The same week,  the U.S. Fish and Wildlife Service proposed a
cull of domesticated mallards from Florida waters to keep them from
hybridizing with mottled ducks.  The gist of the issue on both sides
of the Atlantic is that differently colored ducks simply do not
recognize “species” differences among themselves defined by 19th
century taxonomists,  that in actuality are no greater than the
genetically minute differences among humans of different race and
dogs of different breed.
The British government has also made sporadic efforts to cull
mink and grey squirrels,  but both are already broadly distributed
and are evidently better adapted to the present British environment
than the natives,  possibly as result of climate change and,  in the
case of the squirrels,  changes in the predominant types of forest.
“The big issue now is the eradication of mink.  There are
probably millions of mink,” Mammals Trust chief executive Valerie
Keeble told Daily Telegraph environment editor Charles Clover.
“People are unwilling to make this a very high profile
issue,”  continued Keeble.   “Everybody is afraid of a backlash,”

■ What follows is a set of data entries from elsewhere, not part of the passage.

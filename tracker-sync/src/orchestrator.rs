//! Client-side workflows: record, upload, download, act, status, apply,
//! obsolete, list.
//!
//! An [`Orchestrator`] holds no state of its own between calls; everything
//! lives in the local commits and on the server. Workflows that decompose per
//! commit (upload, act, status, download) collect per-commit outcomes instead
//! of stopping at the first remote failure. Backend (git) failures and usage
//! errors always abort the workflow.

use std::path::{Path, PathBuf};

use tracker_core::{
    Action, Commit, CommitHash, Config, CreatedSet, ListFilter, PatchStatus, RemotePatchSet,
};

use crate::client::{ActionTarget, Tracker};
use crate::encoder::PatchSetPayload;
use crate::error::SyncError;
use crate::log_reader;
use crate::patch_stream::PatchStream;
use crate::provenance::{self, Placement};
use crate::vcs::Vcs;
use crate::writer;

// ---------------------------------------------------------------------------
// Outcomes
// ---------------------------------------------------------------------------

/// Options for [`Orchestrator::record`].
#[derive(Debug, Clone, Default)]
pub struct RecordOptions {
    /// Id of a previously recorded set this one replaces.
    pub obsoletes: Option<String>,
    /// Run [`Orchestrator::upload`] after a successful record.
    pub upload: bool,
}

#[derive(Debug)]
pub struct RecordOutcome {
    pub patches: usize,
    pub set: CreatedSet,
    pub upload: Option<UploadReport>,
}

/// Result of uploading one patch body.
#[derive(Debug)]
pub struct UploadResult {
    pub commit: CommitHash,
    pub placement: Placement,
    pub outcome: Result<(), SyncError>,
}

#[derive(Debug, Default)]
pub struct UploadReport {
    pub results: Vec<UploadResult>,
}

impl UploadReport {
    pub fn uploaded(&self) -> usize {
        self.results.iter().filter(|r| r.outcome.is_ok()).count()
    }
}

#[derive(Debug)]
pub enum DownloadOutcome {
    /// Written to disk, not applied.
    Stored,
    /// Written and applied with `git am`; `output` is git's stdout.
    Applied { output: String },
    Failed(SyncError),
}

#[derive(Debug)]
pub struct DownloadedPatch {
    pub index: usize,
    pub commit: CommitHash,
    pub path: PathBuf,
    pub outcome: DownloadOutcome,
}

#[derive(Debug, Default)]
pub struct DownloadReport {
    /// Output of `git checkout -b`, when a branch was requested.
    pub branch_output: Option<String>,
    pub patches: Vec<DownloadedPatch>,
}

impl DownloadReport {
    pub fn downloaded(&self) -> usize {
        self.patches
            .iter()
            .filter(|p| !matches!(p.outcome, DownloadOutcome::Failed(_)))
            .count()
    }
}

/// What an action applies to.
#[derive(Debug, Clone, PartialEq, Eq)]
pub enum ActScope {
    /// One call against a remote set id.
    Set(String),
    /// One call per commit of the local range.
    Branch,
}

#[derive(Debug)]
pub enum ActOutcome {
    Done,
    /// The commit message has no `TrackedAt:` line; nothing was sent.
    NotTracked,
    Failed(SyncError),
}

#[derive(Debug)]
pub struct ActResult {
    pub commit: CommitHash,
    pub subject: String,
    pub outcome: ActOutcome,
}

#[derive(Debug)]
pub enum ActReport {
    Set { id: String },
    Branch(Vec<ActResult>),
}

#[derive(Debug)]
pub enum StatusOutcome {
    Found(PatchStatus),
    /// The server does not know this commit.
    NoRecord,
    Failed(SyncError),
}

#[derive(Debug)]
pub struct StatusEntry {
    pub commit: CommitHash,
    pub outcome: StatusOutcome,
}

#[derive(Debug)]
pub enum StatusReport {
    /// No commit of the range resolved on the server.
    NotRecorded,
    Tracked(Vec<StatusEntry>),
}

#[derive(Debug)]
pub enum ApplyOutcome {
    Applied { path: PathBuf, output: String },
    /// The user said no; the downloaded file was removed again.
    Declined,
}

// ---------------------------------------------------------------------------
// Orchestrator
// ---------------------------------------------------------------------------

/// Binds the configuration and both collaborators to one working directory.
pub struct Orchestrator<'a> {
    config: &'a Config,
    vcs: &'a dyn Vcs,
    tracker: &'a dyn Tracker,
    dir: &'a Path,
}

impl<'a> Orchestrator<'a> {
    pub fn new(
        config: &'a Config,
        vcs: &'a dyn Vcs,
        tracker: &'a dyn Tracker,
        dir: &'a Path,
    ) -> Self {
        Self {
            config,
            vcs,
            tracker,
            dir,
        }
    }

    pub fn server_url(&self) -> &str {
        self.config.url.trim_end_matches('/')
    }

    fn local_commits(&self) -> Result<Vec<Commit>, SyncError> {
        log_reader::read_range(self.vcs, self.dir, &self.config.range)
    }

    // -- record -------------------------------------------------------------

    /// Send the local range to the server as a new patch-set.
    pub fn record(&self, options: &RecordOptions) -> Result<RecordOutcome, SyncError> {
        let commits = self.local_commits()?;
        let payload = PatchSetPayload::new(&commits);
        let set = self
            .tracker
            .create_set(&payload.to_json()?, options.obsoletes.as_deref())?;
        tracing::info!(
            "recorded {} patches as set {} rev {}",
            payload.len(),
            set.id,
            set.revision
        );

        let upload = if options.upload {
            Some(self.upload()?)
        } else {
            None
        };

        Ok(RecordOutcome {
            patches: payload.len(),
            set,
            upload,
        })
    }

    // -- upload -------------------------------------------------------------

    /// Upload each patch of `git format-patch --stdout <range>` with its
    /// `TrackedAt:` marker embedded.
    pub fn upload(&self) -> Result<UploadReport, SyncError> {
        let stream = self
            .vcs
            .run(self.dir, &["format-patch", "--stdout", &self.config.range])?;

        let mut report = UploadReport::default();
        for segment in PatchStream::new(&stream) {
            let Some(commit) = segment.commit else {
                tracing::warn!(
                    "ignoring {} bytes before the first patch",
                    segment.body.len()
                );
                continue;
            };
            let url = provenance::patch_url(self.server_url(), commit.as_str());
            let embedded = provenance::embed(segment.body, &url);
            let outcome = self.tracker.upload_patch_body(&commit, &embedded.body);
            if let Err(err) = &outcome {
                tracing::warn!("upload of {} failed: {}", commit, err);
            }
            report.results.push(UploadResult {
                commit,
                placement: embedded.placement,
                outcome,
            });
        }
        Ok(report)
    }

    // -- download -----------------------------------------------------------

    /// Fetch every patch of a remote set into `{index}-{hash}.patch` files;
    /// with `branch`, create that branch first and `git am` each file.
    pub fn download(&self, set_id: &str, branch: Option<&str>) -> Result<DownloadReport, SyncError> {
        let set = self.tracker.fetch_set(set_id)?;

        let mut report = DownloadReport::default();
        if let Some(branch) = branch {
            report.branch_output = Some(self.vcs.run(self.dir, &["checkout", "-b", branch])?);
        }

        for (index, commit) in set.patches.into_iter().enumerate() {
            let path = writer::set_patch_path(self.dir, index, &commit);
            let outcome = match self.tracker.download_patch_body(&commit) {
                Ok(body) => {
                    writer::write_patch(&path, &body)?;
                    match branch {
                        Some(_) => DownloadOutcome::Applied {
                            output: self.apply_file(&path)?,
                        },
                        None => DownloadOutcome::Stored,
                    }
                }
                Err(err) => DownloadOutcome::Failed(err),
            };
            let stop = branch.is_some() && matches!(outcome, DownloadOutcome::Failed(_));
            report.patches.push(DownloadedPatch {
                index,
                commit,
                path,
                outcome,
            });
            if stop {
                // later patches would be applied onto an incomplete series
                break;
            }
        }
        Ok(report)
    }

    /// `git am` runs inside `self.dir`, so the patch is named relative to it.
    fn apply_file(&self, path: &Path) -> Result<String, SyncError> {
        let relative = path.strip_prefix(self.dir).unwrap_or(path);
        let relative = relative.to_string_lossy();
        self.vcs.run(self.dir, &["am", relative.as_ref()])
    }

    // -- act ----------------------------------------------------------------

    /// Send `action` for a whole set, or for every tracked commit of the range.
    pub fn act(
        &self,
        action: Action,
        scope: &ActScope,
        message: Option<&str>,
    ) -> Result<ActReport, SyncError> {
        let commits = match scope {
            ActScope::Set(id) => {
                self.tracker
                    .post_action(&ActionTarget::Set(id.clone()), action, message)?;
                return Ok(ActReport::Set { id: id.clone() });
            }
            ActScope::Branch => self.local_commits()?,
        };

        let results = commits
            .into_iter()
            .map(|commit| {
                let outcome = match provenance::extract(&commit.full_message) {
                    None => ActOutcome::NotTracked,
                    Some(url) => {
                        let target = ActionTarget::Patch(url.to_owned());
                        match self.tracker.post_action(&target, action, message) {
                            Ok(()) => ActOutcome::Done,
                            Err(err) => ActOutcome::Failed(err),
                        }
                    }
                };
                ActResult {
                    commit: commit.hash,
                    subject: commit.short_message,
                    outcome,
                }
            })
            .collect();
        Ok(ActReport::Branch(results))
    }

    // -- status -------------------------------------------------------------

    /// Remote review state of each commit in the range.
    pub fn status(&self) -> Result<StatusReport, SyncError> {
        let commits = self.local_commits()?;

        let mut entries = Vec::with_capacity(commits.len());
        let mut resolved = 0;
        for commit in commits {
            let outcome = match self.tracker.fetch_patch_status(&commit.hash) {
                Ok(Some(status)) => {
                    resolved += 1;
                    StatusOutcome::Found(status)
                }
                Ok(None) => {
                    tracing::debug!("{} has no remote record", commit.hash);
                    StatusOutcome::NoRecord
                }
                Err(err) => StatusOutcome::Failed(err),
            };
            entries.push(StatusEntry {
                commit: commit.hash,
                outcome,
            });
        }

        if resolved == 0 {
            return Ok(StatusReport::NotRecorded);
        }
        Ok(StatusReport::Tracked(entries))
    }

    // -- apply --------------------------------------------------------------

    /// Download one patch to `<hash>.patch` and, if `confirm` agrees, `git am` it.
    ///
    /// `hash` is validated before anything else happens.
    pub fn apply(
        &self,
        hash: &str,
        confirm: impl FnOnce(&Path) -> bool,
    ) -> Result<ApplyOutcome, SyncError> {
        let commit = CommitHash::parse(hash)?;
        let body = self.tracker.download_patch_body(&commit)?;
        let path = writer::single_patch_path(self.dir, &commit);
        writer::write_patch(&path, &body)?;

        if !confirm(&path) {
            let _ = std::fs::remove_file(&path);
            return Ok(ApplyOutcome::Declined);
        }

        let output = self.apply_file(&path)?;
        Ok(ApplyOutcome::Applied { path, output })
    }

    // -- obsolete -----------------------------------------------------------

    pub fn obsolete(&self, set_id: &str) -> Result<(), SyncError> {
        self.tracker.mark_obsolete(set_id)
    }

    // -- list ---------------------------------------------------------------

    /// List remote sets, optionally filtered by a status value or a
    /// `field`/`value` pair. An invalid combination fails before any request.
    pub fn list(
        &self,
        value: Option<&str>,
        field: Option<&str>,
    ) -> Result<Vec<RemotePatchSet>, SyncError> {
        let filter = ListFilter::resolve(value, field)?;
        self.tracker.list_sets(filter.as_ref())
    }
}

// ---------------------------------------------------------------------------
// Tests
// ---------------------------------------------------------------------------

should the British government encourage mink hunting and trapping
after abolishing mink ranching under animal rights movement pressure.
The conservation organization Scottish Natural Heritage
meanwhile announced a plan to try to extirpate an estimated 5,000
hedgehogs from the Uists islands in the Outer Hebrides,  to protect
nesting seabirds.  Introduced in 1974 as an attempted biological
control on garden-damaging slugs and snails,  the hedgehogs prey upon
the eggs of dunlin,  lapwing,  redshank,  and snipe.

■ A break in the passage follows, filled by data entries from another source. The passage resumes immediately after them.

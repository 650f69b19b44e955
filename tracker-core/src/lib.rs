//! Tracker core library — domain types, client configuration, errors.
//!
//! - [`types`] — commit and remote record types, request vocabulary
//! - [`config`] — load / save / init of `~/.tracker/config.yaml`
//! - [`error`] — [`ConfigError`], [`UsageError`]

pub mod config;
pub mod error;
pub mod types;

pub use config::{Config, Credentials};
pub use error::{ConfigError, UsageError};
pub use types::{
    Action, Commit, CommitHash, CreatedSet, ListFilter, PatchStatus, PatchStatusKind,
    RemotePatchSet, RemoteSet, Signature,
};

By July 10,  Scottish Natural Heritage was in retreat,  as
the British Hedgehog Preservation Association,  British Hedgehog
Conservation Society,  Advocates for Animals,  and Kirkcudbright
Hedgehog Rescue mobilized to demand the opportunity to repatriate the
animals to Britain alive.
“English gardeners are crying out for hedgehogs to predate on
slugs,”  the Baroness Miller of Chilthorne Domer told James Freeman
of the Glasgow Herald,  in her capacity as environment spokesperson
for the Liberal Democrat Party.
“We have an army of volunteers willing to travel to the
islands to pick up the animals.  There is no way we will allow the
hedgehogs to be culled,”  declared Les Stocker of St. Tiggywinkle’s
hedgehog hospital and sanctuary to Paul Kelbie,  Scotland
correspondent for The Independent.
“We have the expertise in dealing with projects like this
one,”  Stocker continued,  “as we are regularly involved in wildlife
cleanup operations.  Hedgehogs are probably one of the easiest
species to relocate,  and when the time comes,  we are prepared to
relocated many of them to the south of Engliand,  where the climate
and habitat are ideal.”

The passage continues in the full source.